- **YOUR TASK**: From the entries below, list each line with "HttpFetcher".

□ □ □ □ □ □ □

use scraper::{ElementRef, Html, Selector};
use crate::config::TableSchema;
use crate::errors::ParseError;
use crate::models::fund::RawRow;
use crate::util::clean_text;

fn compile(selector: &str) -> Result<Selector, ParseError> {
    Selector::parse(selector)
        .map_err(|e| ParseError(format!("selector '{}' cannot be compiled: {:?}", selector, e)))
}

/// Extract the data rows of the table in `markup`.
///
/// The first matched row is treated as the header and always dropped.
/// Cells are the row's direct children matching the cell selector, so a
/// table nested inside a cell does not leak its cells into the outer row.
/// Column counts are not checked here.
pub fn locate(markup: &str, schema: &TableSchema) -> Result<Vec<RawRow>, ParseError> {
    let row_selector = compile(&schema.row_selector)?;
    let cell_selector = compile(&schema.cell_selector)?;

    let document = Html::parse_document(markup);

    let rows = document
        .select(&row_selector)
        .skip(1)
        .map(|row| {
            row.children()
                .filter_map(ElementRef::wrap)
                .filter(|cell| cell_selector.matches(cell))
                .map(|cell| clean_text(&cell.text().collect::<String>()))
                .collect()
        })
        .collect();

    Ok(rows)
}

□ □ □ □ □ □ □

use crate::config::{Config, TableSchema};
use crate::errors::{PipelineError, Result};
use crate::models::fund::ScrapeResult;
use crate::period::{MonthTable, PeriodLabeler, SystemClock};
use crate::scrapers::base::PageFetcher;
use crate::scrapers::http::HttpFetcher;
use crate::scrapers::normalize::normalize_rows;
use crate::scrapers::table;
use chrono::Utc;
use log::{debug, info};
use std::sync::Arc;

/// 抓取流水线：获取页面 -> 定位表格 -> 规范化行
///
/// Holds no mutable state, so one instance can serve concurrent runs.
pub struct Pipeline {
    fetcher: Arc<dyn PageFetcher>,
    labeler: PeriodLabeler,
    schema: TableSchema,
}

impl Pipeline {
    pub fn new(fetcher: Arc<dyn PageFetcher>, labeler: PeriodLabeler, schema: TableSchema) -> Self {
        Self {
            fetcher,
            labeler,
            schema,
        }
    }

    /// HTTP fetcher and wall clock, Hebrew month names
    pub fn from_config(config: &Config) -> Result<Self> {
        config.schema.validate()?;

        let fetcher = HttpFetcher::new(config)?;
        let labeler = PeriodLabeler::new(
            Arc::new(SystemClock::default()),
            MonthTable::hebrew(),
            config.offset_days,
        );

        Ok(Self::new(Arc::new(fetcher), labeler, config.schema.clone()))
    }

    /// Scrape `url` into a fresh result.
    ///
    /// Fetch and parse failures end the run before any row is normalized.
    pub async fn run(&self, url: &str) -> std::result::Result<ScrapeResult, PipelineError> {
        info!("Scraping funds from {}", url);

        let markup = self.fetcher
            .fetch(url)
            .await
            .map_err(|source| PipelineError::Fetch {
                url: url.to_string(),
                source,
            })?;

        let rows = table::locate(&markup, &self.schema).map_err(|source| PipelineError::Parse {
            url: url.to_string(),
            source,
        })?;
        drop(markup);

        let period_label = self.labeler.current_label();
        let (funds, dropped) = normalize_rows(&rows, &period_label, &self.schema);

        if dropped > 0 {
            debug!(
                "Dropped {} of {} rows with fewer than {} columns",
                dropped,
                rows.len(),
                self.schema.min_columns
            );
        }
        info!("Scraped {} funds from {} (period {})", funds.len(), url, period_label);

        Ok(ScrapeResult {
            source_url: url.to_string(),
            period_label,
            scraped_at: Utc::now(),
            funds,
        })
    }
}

□ □ □ □ □ □ □

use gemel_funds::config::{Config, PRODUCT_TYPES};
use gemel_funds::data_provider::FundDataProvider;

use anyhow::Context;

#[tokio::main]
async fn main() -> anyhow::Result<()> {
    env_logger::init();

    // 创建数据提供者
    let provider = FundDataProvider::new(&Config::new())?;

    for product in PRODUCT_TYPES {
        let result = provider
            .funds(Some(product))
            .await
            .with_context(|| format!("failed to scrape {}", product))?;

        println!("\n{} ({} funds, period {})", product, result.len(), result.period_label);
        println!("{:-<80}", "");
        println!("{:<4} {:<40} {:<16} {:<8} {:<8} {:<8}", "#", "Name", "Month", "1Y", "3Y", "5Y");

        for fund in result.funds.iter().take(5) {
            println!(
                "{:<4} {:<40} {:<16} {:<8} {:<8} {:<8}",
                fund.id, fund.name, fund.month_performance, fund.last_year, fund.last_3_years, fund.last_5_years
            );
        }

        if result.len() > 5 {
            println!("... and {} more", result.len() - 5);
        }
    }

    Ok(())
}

□ □ □ □ □ □ □

- **YOUR RESPONSE**:
use crate::scrapers::http::HttpFetcher;
        let fetcher = HttpFetcher::new(config)?;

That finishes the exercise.